Technically I understand what inflation means. Technically I understand how inflation affects GDP growth. But still, it took this chart in my colleague Abhishek Waghmare's explainer for us on the GDP to really understand how to factor inflation into my understanding of India's GDP growth.

"When the GDP is calculated at current or prevailing prices in the local currency, that is called the nominal GDP," Abhishek writes in the piece. "However this might mask the effect of rising prices - the GDP may have grown but if at the same time the prices of food and other inputs went up at the same rate, then that doesn't translate to material improvements in life in the country. As a result, economists adjust the effect of inflation or price growth, to get what is called the real GDP. For this, they look at GDP growth assuming that prices have remained the same as at a particular point in time. In the last decade, while India's nominal GDP (at current prices) has grown at an average rate of 10.9%, real GDP (at constant 2011-12 prices) has grown at 5.6% per year."
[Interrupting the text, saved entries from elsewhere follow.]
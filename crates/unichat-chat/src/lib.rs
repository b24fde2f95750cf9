//! Conversation state machine for unichat.
//!
//! Sits on top of the transport and turns wire events into conversation
//! state a UI can render: messages with monotone delivery status, typing
//! indicators, and presence.
//!
//! # Components
//!
//! - [`ConversationState`]: Pure reducer over inbound frames
//! - [`Chat`]: Validates UI commands and produces outbound payloads
//! - [`TypingDebouncer`] / [`PeerTyping`]: Local and remote typing timers
//! - [`Runtime`]: Drives a [`Chat`] over a live [`unichat_client::Transport`]
//!
//! # Status order
//!
//! ```text
//! Sent ─┬─▶ Delivered ──▶ Seen
//!       └─▶ SendFailed ─▶ Delivered ──▶ Seen
//!
//! any live status ──▶ DeletedSelf | DeletedEveryone   (terminal)
//! ```

#![forbid(unsafe_code)]
#![deny(missing_docs)]

pub mod chat;
pub mod conversation;
pub mod error;
pub mod message;
pub mod presence;
pub mod runtime;
pub mod typing;

pub use chat::{Chat, ChatAction, ChatConfig, MAX_CONTENT_LEN};
pub use conversation::{ChatEvent, Conversation, ConversationState};
pub use error::ChatError;
pub use message::{Message, MessageStatus, MessageType};
pub use presence::{Presence, PresenceBook};
pub use runtime::{Runtime, Step};
pub use typing::{PeerTyping, TypingDebouncer, TypingSignal};
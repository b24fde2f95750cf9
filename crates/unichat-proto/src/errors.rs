//! Protocol error types.

use thiserror::Error;

/// Result alias for protocol operations.
pub type Result<T> = std::result::Result<T, ProtocolError>;

/// Errors raised while encoding or decoding wire frames.
#[derive(Error, Debug, Clone, PartialEq, Eq)]
pub enum ProtocolError {
    /// Frame text is not valid JSON or does not match the payload schema
    #[error("malformed frame: {0}")]
    Malformed(String),

    /// Frame object has no string `type` field
    #[error("frame has no `type` field")]
    MissingType,

    /// Frame text exceeds [`crate::MAX_FRAME_SIZE`]
    #[error("frame too large: {size} bytes (max {max})")]
    TooLarge {
        /// Actual size in bytes
        size: usize,
        /// Maximum accepted size
        max: usize,
    },
}

impl From<serde_json::Error> for ProtocolError {
    fn from(err: serde_json::Error) -> Self {
        Self::Malformed(err.to_string())
    }
}
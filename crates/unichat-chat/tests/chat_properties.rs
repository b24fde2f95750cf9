//! Property-based tests for the conversation reducer and typing debounce.
//!
//! These verify properties that must hold for any sequence of server events,
//! including duplicated, reordered, and contradictory ones.

use std::{
    collections::HashMap,
    time::{Duration, Instant},
};

use proptest::prelude::*;
use unichat_chat::{ConversationState, Message, MessageStatus, TypingDebouncer, TypingSignal};
use unichat_proto::{
    ConversationId, Frame, MessageId, Payload,
    payloads::{ChatMessage, DeleteNotice, DeleteScope, DeliveryReceipt, SeenReceipt},
};

const OWN_MESSAGES: usize = 4;
const WINDOW: Duration = Duration::from_millis(1000);

#[derive(Debug, Clone)]
enum Inbound {
    Delivered(usize),
    Seen(usize),
    Delete(usize, bool),
    Incoming(usize),
}

fn inbound() -> impl Strategy<Value = Inbound> {
    prop_oneof![
        (0..OWN_MESSAGES).prop_map(Inbound::Delivered),
        (0..OWN_MESSAGES).prop_map(Inbound::Seen),
        (0..OWN_MESSAGES, any::<bool>()).prop_map(|(i, everyone)| Inbound::Delete(i, everyone)),
        (0..3usize).prop_map(Inbound::Incoming),
    ]
}

fn conv() -> ConversationId {
    "c1".into()
}

fn id(i: usize) -> MessageId {
    MessageId::new(format!("m{i}"))
}

fn frame(op: &Inbound) -> Frame {
    let payload = match *op {
        Inbound::Delivered(i) => Payload::MessageDelivered(DeliveryReceipt {
            message_id: id(i),
            conversation_id: conv(),
            client_message_id: None,
        }),
        Inbound::Seen(i) => Payload::MessageSeen(SeenReceipt {
            message_id: id(i),
            conversation_id: conv(),
            seen_by: "bob".into(),
        }),
        Inbound::Delete(i, everyone) => Payload::DeleteMessage(DeleteNotice {
            message_id: id(i),
            conversation_id: conv(),
            scope: if everyone { DeleteScope::ForEveryone } else { DeleteScope::ForMe },
        }),
        Inbound::Incoming(i) => Payload::Message(ChatMessage {
            id: MessageId::new(format!("in-{i}")),
            conversation_id: conv(),
            sender_id: "bob".into(),
            content: "hi".into(),
        }),
    };
    Frame::new(payload, 1)
}

/// Server events about one own message, which the server calls `srv-1`.
#[derive(Debug, Clone, Copy)]
enum Receipt {
    /// Delivery carrying our client id
    Keyed,
    /// Delivery under the canonical id only
    Unkeyed,
    Seen,
    /// The server's copy of our own message
    Echo,
}

/// The keyed delivery plus any of the others, in any order.
fn receipts() -> impl Strategy<Value = Vec<Receipt>> {
    (any::<bool>(), any::<bool>(), any::<bool>()).prop_flat_map(|(unkeyed, seen, echo)| {
        let mut receipts = vec![Receipt::Keyed];
        receipts.extend(unkeyed.then_some(Receipt::Unkeyed));
        receipts.extend(seen.then_some(Receipt::Seen));
        receipts.extend(echo.then_some(Receipt::Echo));
        Just(receipts).prop_shuffle()
    })
}

fn receipt_frame(receipt: Receipt) -> Frame {
    let canonical = MessageId::new("srv-1");
    let payload = match receipt {
        Receipt::Keyed | Receipt::Unkeyed => Payload::MessageDelivered(DeliveryReceipt {
            message_id: canonical,
            conversation_id: conv(),
            client_message_id: matches!(receipt, Receipt::Keyed).then(|| id(0)),
        }),
        Receipt::Seen => Payload::MessageSeen(SeenReceipt {
            message_id: canonical,
            conversation_id: conv(),
            seen_by: "bob".into(),
        }),
        Receipt::Echo => Payload::Message(ChatMessage {
            id: canonical,
            conversation_id: conv(),
            sender_id: "alice".into(),
            content: "x".into(),
        }),
    };
    Frame::new(payload, 1)
}

fn statuses(state: &ConversationState<Instant>) -> HashMap<MessageId, MessageStatus> {
    state.messages(&conv()).iter().map(|m| (m.id.clone(), m.status)).collect()
}

proptest! {
    /// Replaying any frame immediately changes nothing and reports nothing.
    #[test]
    fn prop_inbound_is_idempotent(ops in prop::collection::vec(inbound(), 1..40)) {
        let now = Instant::now();
        let mut state = ConversationState::new("alice".into(), WINDOW);
        for i in 0..OWN_MESSAGES {
            state.insert_local(Message::local(id(i), conv(), "alice".into(), "x".into(), 0));
        }

        for op in &ops {
            let frame = frame(op);
            state.apply_inbound(&frame, now);
            let after_first = state.messages(&conv()).to_vec();

            let replay = state.apply_inbound(&frame, now);

            prop_assert!(replay.is_empty(), "replay of {:?} emitted {:?}", op, replay);
            prop_assert_eq!(state.messages(&conv()), after_first.as_slice());
        }
    }

    /// Every status change is a legal advance, whatever the event order.
    #[test]
    fn prop_status_never_regresses(ops in prop::collection::vec(inbound(), 1..60)) {
        let now = Instant::now();
        let mut state = ConversationState::new("alice".into(), WINDOW);
        for i in 0..OWN_MESSAGES {
            state.insert_local(Message::local(id(i), conv(), "alice".into(), "x".into(), 0));
        }

        for op in &ops {
            let before = statuses(&state);
            state.apply_inbound(&frame(op), now);

            for (message, after) in statuses(&state) {
                if let Some(&prior) = before.get(&message) {
                    prop_assert!(
                        prior == after || prior.advance(after) == Some(after),
                        "{} went {} → {} on {:?}", message, prior, after, op
                    );
                }
            }
        }

        // Deleted messages keep no content
        for message in state.messages(&conv()) {
            if message.status.is_deleted() {
                prop_assert!(message.content.is_empty());
            }
        }
    }

    /// However the server orders its events about one message, the result
    /// is a single message under the canonical id at the highest status
    /// reported, and replaying everything changes nothing.
    #[test]
    fn prop_receipt_order_does_not_matter(receipts in receipts()) {
        let now = Instant::now();
        let mut state = ConversationState::new("alice".into(), WINDOW);
        state.insert_local(Message::local(id(0), conv(), "alice".into(), "x".into(), 0));

        for receipt in &receipts {
            state.apply_inbound(&receipt_frame(*receipt), now);
        }

        let messages = state.messages(&conv());
        prop_assert_eq!(messages.len(), 1, "{:?} left {:?}", receipts, messages);
        prop_assert_eq!(&messages[0].id, &MessageId::new("srv-1"));
        prop_assert_eq!(&messages[0].client_id, &Some(id(0)));
        let expected = if receipts.iter().any(|r| matches!(r, Receipt::Seen)) {
            MessageStatus::Seen
        } else {
            MessageStatus::Delivered
        };
        prop_assert_eq!(messages[0].status, expected, "after {:?}", receipts);

        let settled = messages.to_vec();
        for receipt in &receipts {
            let replay = state.apply_inbound(&receipt_frame(*receipt), now);
            prop_assert!(replay.is_empty(), "replay of {:?} emitted {:?}", receipt, replay);
        }
        prop_assert_eq!(state.messages(&conv()), settled.as_slice());
    }

    /// A burst is any run of keystrokes with gaps shorter than the window:
    /// exactly one start and one stop per burst.
    #[test]
    fn prop_debounce_one_start_per_burst(gaps in prop::collection::vec(0u64..2500, 1..30)) {
        let t0 = Instant::now();
        let mut debouncer = TypingDebouncer::new(WINDOW);
        let conversation = conv();

        let mut at = t0;
        let mut signals = Vec::new();
        for gap in &gaps {
            at += Duration::from_millis(*gap);
            signals.extend(debouncer.tick(at));
            signals.extend(debouncer.keystroke(&conversation, at));
        }
        signals.extend(debouncer.tick(at + WINDOW));

        let starts = signals.iter().filter(|s| matches!(s, TypingSignal::Start(_))).count();
        let stops = signals.iter().filter(|s| matches!(s, TypingSignal::Stop(_))).count();
        let pauses = gaps.iter().skip(1).filter(|gap| Duration::from_millis(**gap) >= WINDOW);
        let bursts = 1 + pauses.count();

        prop_assert_eq!(starts, bursts);
        prop_assert_eq!(stops, bursts);
        prop_assert!(matches!(signals.first(), Some(TypingSignal::Start(_))));
        prop_assert!(matches!(signals.last(), Some(TypingSignal::Stop(_))));
    }
}
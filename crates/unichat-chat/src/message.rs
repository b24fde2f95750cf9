//! Messages and their delivery status.

use std::fmt;

use unichat_proto::{
    ConversationId, MessageId, UserId,
    payloads::{ChatMessage, DeleteScope},
};

/// Delivery status of a message as seen by this client.
///
/// Ordered `Sent = SendFailed < Delivered < Seen`. The deleted statuses are
/// terminal: once reached, nothing changes the status again.
#[derive(Debug, Clone, Copy, PartialEq, Eq, Hash)]
pub enum MessageStatus {
    /// Created locally and handed to the transport
    Sent,
    /// Reconnection gave up before the server acknowledged it
    SendFailed,
    /// Server acknowledged delivery
    Delivered,
    /// Recipient has seen it
    Seen,
    /// Deleted for this user only
    DeletedSelf,
    /// Deleted for every participant
    DeletedEveryone,
}

impl MessageStatus {
    /// Position in the delivery order; `None` for deleted statuses.
    #[must_use]
    pub fn rank(self) -> Option<u8> {
        match self {
            Self::Sent | Self::SendFailed => Some(0),
            Self::Delivered => Some(1),
            Self::Seen => Some(2),
            Self::DeletedSelf | Self::DeletedEveryone => None,
        }
    }

    /// Whether this is a deleted status.
    #[must_use]
    pub fn is_deleted(self) -> bool {
        self.rank().is_none()
    }

    /// Status after observing `next`, or `None` if nothing changes.
    ///
    /// Never regresses. A deletion wins over any live status; a deleted
    /// status accepts nothing. `SendFailed` replaces `Sent` at equal rank.
    #[must_use]
    pub fn advance(self, next: Self) -> Option<Self> {
        let current = self.rank()?;
        let Some(incoming) = next.rank() else {
            return Some(next);
        };

        if incoming > current || (self == Self::Sent && next == Self::SendFailed) {
            Some(next)
        } else {
            None
        }
    }

    /// Deleted status for a delete scope.
    #[must_use]
    pub fn deleted(scope: DeleteScope) -> Self {
        match scope {
            DeleteScope::ForMe => Self::DeletedSelf,
            DeleteScope::ForEveryone => Self::DeletedEveryone,
        }
    }

    /// Kebab-case status name.
    #[must_use]
    pub fn as_str(self) -> &'static str {
        match self {
            Self::Sent => "sent",
            Self::SendFailed => "send-failed",
            Self::Delivered => "delivered",
            Self::Seen => "seen",
            Self::DeletedSelf => "deleted-self",
            Self::DeletedEveryone => "deleted-everyone",
        }
    }
}

impl fmt::Display for MessageStatus {
    fn fmt(&self, f: &mut fmt::Formatter<'_>) -> fmt::Result {
        f.write_str(self.as_str())
    }
}

/// Content type of a message.
#[derive(Debug, Clone, Copy, PartialEq, Eq, Hash)]
pub enum MessageType {
    /// Plain text
    Text,
    /// Deleted; content has been redacted
    Deleted,
}

/// A chat message.
#[derive(Debug, Clone, PartialEq, Eq)]
pub struct Message {
    /// Canonical id once the server assigned one, the client id before
    pub id: MessageId,
    /// Id generated locally at send time, kept after re-keying
    pub client_id: Option<MessageId>,
    /// Conversation the message belongs to
    pub conversation_id: ConversationId,
    /// Author
    pub sender_id: UserId,
    /// Text, empty once deleted
    pub content: String,
    /// Content type
    pub kind: MessageType,
    /// Delivery status
    pub status: MessageStatus,
    /// Unix milliseconds
    pub timestamp: u64,
}

impl Message {
    /// Optimistic local message in `Sent` status.
    #[must_use]
    pub fn local(
        id: MessageId,
        conversation_id: ConversationId,
        sender_id: UserId,
        content: String,
        timestamp: u64,
    ) -> Self {
        Self {
            client_id: Some(id.clone()),
            id,
            conversation_id,
            sender_id,
            content,
            kind: MessageType::Text,
            status: MessageStatus::Sent,
            timestamp,
        }
    }

    /// Message received from the server. Arrival means it was delivered.
    #[must_use]
    pub fn received(message: ChatMessage, timestamp: u64) -> Self {
        Self {
            id: message.id,
            client_id: None,
            conversation_id: message.conversation_id,
            sender_id: message.sender_id,
            content: message.content,
            kind: MessageType::Text,
            status: MessageStatus::Delivered,
            timestamp,
        }
    }

    /// Apply a status, returning whether it changed.
    ///
    /// Moving to a deleted status also redacts the content.
    pub fn set_status(&mut self, next: MessageStatus) -> bool {
        let Some(status) = self.status.advance(next) else {
            return false;
        };

        self.status = status;
        if status.is_deleted() {
            self.content.clear();
            self.kind = MessageType::Deleted;
        }
        true
    }
}

#[cfg(test)]
mod tests {
    use super::{
        MessageStatus::{Delivered, DeletedEveryone, DeletedSelf, Seen, SendFailed, Sent},
        *,
    };

    #[test]
    fn statuses_only_move_forward() {
        assert_eq!(Sent.advance(Delivered), Some(Delivered));
        assert_eq!(Sent.advance(Seen), Some(Seen));
        assert_eq!(Seen.advance(Delivered), None);
        assert_eq!(Delivered.advance(Delivered), None);
        assert_eq!(Delivered.advance(Sent), None);
    }

    #[test]
    fn send_failed_replaces_sent_only() {
        assert_eq!(Sent.advance(SendFailed), Some(SendFailed));
        assert_eq!(Delivered.advance(SendFailed), None);
        assert_eq!(SendFailed.advance(Sent), None);
        assert_eq!(SendFailed.advance(Delivered), Some(Delivered));
    }

    #[test]
    fn deletion_is_terminal() {
        assert_eq!(Seen.advance(DeletedSelf), Some(DeletedSelf));
        assert_eq!(SendFailed.advance(DeletedEveryone), Some(DeletedEveryone));
        assert_eq!(DeletedSelf.advance(Seen), None);
        assert_eq!(DeletedSelf.advance(DeletedEveryone), None);
        assert_eq!(DeletedEveryone.advance(DeletedEveryone), None);
    }

    #[test]
    fn deleting_redacts_content() {
        let mut message =
            Message::local("m1".into(), "c1".into(), "alice".into(), "secret".into(), 1);

        assert!(message.set_status(DeletedEveryone));
        assert_eq!(message.content, "");
        assert_eq!(message.kind, MessageType::Deleted);
        assert!(!message.set_status(Seen));
    }

    #[test]
    fn received_messages_are_delivered() {
        let message = Message::received(
            ChatMessage {
                id: "m9".into(),
                conversation_id: "c1".into(),
                sender_id: "bob".into(),
                content: "hi".into(),
            },
            42,
        );
        assert_eq!(message.status, Delivered);
        assert_eq!(message.client_id, None);
    }
}
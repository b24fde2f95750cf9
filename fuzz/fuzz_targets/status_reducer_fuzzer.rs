//! Fuzz target for the conversation status reducer
//!
//! Feed arbitrary sequences of receipts, deletions, incoming messages and
//! connection failures into a `ConversationState` holding a few optimistic
//! local messages.
//!
//! # Invariants
//!
//! - A message status only ever advances along the delivery order
//! - Deleted statuses are terminal and deleted messages keep no content
//! - Replaying any inbound frame changes nothing and reports nothing
//! - Message ids stay unique within the conversation

#![no_main]

use std::{
    collections::{HashMap, HashSet},
    time::{Duration, Instant},
};

use arbitrary::Arbitrary;
use libfuzzer_sys::fuzz_target;
use unichat_chat::{ConversationState, Message, MessageStatus};
use unichat_proto::{
    ConversationId, Frame, MessageId, Payload,
    payloads::{ChatMessage, DeleteNotice, DeleteScope, DeliveryReceipt, SeenReceipt},
};

const OWN_MESSAGES: u8 = 4;

#[derive(Debug, Clone, Arbitrary)]
enum ReducerOp {
    Delivered { message: u8 },
    /// Server ack carrying our client id, assigning a server id
    Acked { message: u8, server: u8 },
    Seen { message: u8 },
    Delete { message: u8, everyone: bool },
    Incoming { message: u8 },
    FailPending,
}

fn conv() -> ConversationId {
    "c1".into()
}

fn local_id(i: u8) -> MessageId {
    MessageId::new(format!("m{}", i % OWN_MESSAGES))
}

fn server_id(i: u8) -> MessageId {
    MessageId::new(format!("srv-{}", i % 8))
}

fn target(i: u8) -> MessageId {
    // Receipts may name a local or a server id
    if i & 0x80 == 0 { local_id(i) } else { server_id(i) }
}

fn frame(op: &ReducerOp) -> Option<Frame> {
    let payload = match *op {
        ReducerOp::Delivered { message } => Payload::MessageDelivered(DeliveryReceipt {
            message_id: target(message),
            conversation_id: conv(),
            client_message_id: None,
        }),
        ReducerOp::Acked { message, server } => Payload::MessageDelivered(DeliveryReceipt {
            message_id: server_id(server),
            conversation_id: conv(),
            client_message_id: Some(local_id(message)),
        }),
        ReducerOp::Seen { message } => Payload::MessageSeen(SeenReceipt {
            message_id: target(message),
            conversation_id: conv(),
            seen_by: "bob".into(),
        }),
        ReducerOp::Delete { message, everyone } => Payload::DeleteMessage(DeleteNotice {
            message_id: target(message),
            conversation_id: conv(),
            scope: if everyone { DeleteScope::ForEveryone } else { DeleteScope::ForMe },
        }),
        ReducerOp::Incoming { message } => Payload::Message(ChatMessage {
            id: MessageId::new(format!("in-{}", message % 4)),
            conversation_id: conv(),
            sender_id: "bob".into(),
            content: "hi".into(),
        }),
        ReducerOp::FailPending => return None,
    };
    Some(Frame::new(payload, 1))
}

fn statuses(state: &ConversationState<Instant>) -> HashMap<MessageId, MessageStatus> {
    state.messages(&conv()).iter().map(|m| (m.id.clone(), m.status)).collect()
}

fuzz_target!(|ops: Vec<ReducerOp>| {
    let now = Instant::now();
    let mut state = ConversationState::new("alice".into(), Duration::from_secs(1));
    for i in 0..OWN_MESSAGES {
        state.insert_local(Message::local(local_id(i), conv(), "alice".into(), "x".into(), 0));
    }

    for op in &ops {
        let before = statuses(&state);

        match frame(op) {
            Some(frame) => {
                state.apply_inbound(&frame, now);
                let after_first = state.messages(&conv()).to_vec();
                let replay = state.apply_inbound(&frame, now);
                assert!(replay.is_empty(), "replay of {op:?} emitted {replay:?}");
                assert_eq!(state.messages(&conv()), after_first.as_slice());
            },
            None => {
                state.fail_pending();
            },
        }

        for (message, after) in statuses(&state) {
            if let Some(&prior) = before.get(&message) {
                assert!(
                    prior == after || prior.advance(after) == Some(after),
                    "{message} went {prior} -> {after} on {op:?}"
                );
            }
        }

        let messages = state.messages(&conv());
        let ids: HashSet<_> = messages.iter().map(|m| &m.id).collect();
        assert_eq!(ids.len(), messages.len(), "duplicate message ids");
        for message in messages {
            if message.status.is_deleted() {
                assert!(message.content.is_empty());
            }
        }
    }
});
//! Terminal rendering of chat events.

use unichat_chat::{ChatEvent, ConversationState, Message, MessageStatus};
use unichat_core::MonotonicInstant;

/// One line describing `event`, or `None` if it is not worth showing.
pub fn event_line<I: MonotonicInstant>(
    state: &ConversationState<I>,
    event: &ChatEvent,
) -> Option<String> {
    match event {
        ChatEvent::MessageAdded { message_id, .. } => {
            let message = state.find(message_id)?;
            // Own messages were echoed when typed
            if message.sender_id == *state.user() {
                return None;
            }
            Some(message_line(message))
        },
        ChatEvent::MessageRekeyed { .. } | ChatEvent::Seeded { .. } => None,
        ChatEvent::StatusChanged { conversation_id, message_id, status } => {
            Some(format!("[{conversation_id}] {message_id} {}", status_label(*status)))
        },
        ChatEvent::PeerTyping { conversation_id, user_id, typing: true } => {
            Some(format!("[{conversation_id}] {user_id} is typing"))
        },
        ChatEvent::PeerTyping { typing: false, .. } => None,
        ChatEvent::PresenceChanged { user_id, online } => {
            Some(format!("{user_id} is {}", if *online { "online" } else { "offline" }))
        },
        ChatEvent::ActiveConversation(Some(id)) => Some(format!("opened {id}")),
        ChatEvent::ActiveConversation(None) => Some("closed conversation".to_owned()),
        ChatEvent::Connection(state) => Some(format!("connection {state}")),
        ChatEvent::Reconnecting { attempt, delay } => {
            Some(format!("reconnecting in {}ms (attempt {attempt})", delay.as_millis()))
        },
        ChatEvent::ConnectionFailed { attempts } => Some(format!(
            "gave up after {attempts} reconnect attempts, /reconnect to try again"
        )),
    }
}

/// A message as shown in the log and in `/history`.
pub fn message_line(message: &Message) -> String {
    if message.status.is_deleted() {
        let Message { conversation_id, id, sender_id, .. } = message;
        return format!("[{conversation_id}] {id} <{sender_id}> (deleted)");
    }
    format!(
        "[{}] {} <{}> {}",
        message.conversation_id, message.id, message.sender_id, message.content
    )
}

fn status_label(status: MessageStatus) -> &'static str {
    match status {
        MessageStatus::Sent => "sent",
        MessageStatus::SendFailed => "failed to send",
        MessageStatus::Delivered => "delivered",
        MessageStatus::Seen => "seen",
        MessageStatus::DeletedSelf => "deleted for you",
        MessageStatus::DeletedEveryone => "deleted for everyone",
    }
}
None of this is about whether India's GDP is growing or not; the big shift in the economy, as Abhishek writes in the piece, is of a take off. "After decades of growing far slower than East Asian countries and than the world average, GDP growth in India took off from the 1980s. Since the 2010s, India has become one of the world's fastest growing economies, with its post-pandemic growth rates in particular being higher than those of many emerging economies including China," he writes. But it's a simple visual explanation of inflation and of real and nominal GDP that will remain in my understanding in the way that the text above may not.
Words and visuals are only as good as the people deploying them, and we continue to think and innovate about the best ways to communicate data. This one time, though, I think the visual does a better job at getting at the real big shift.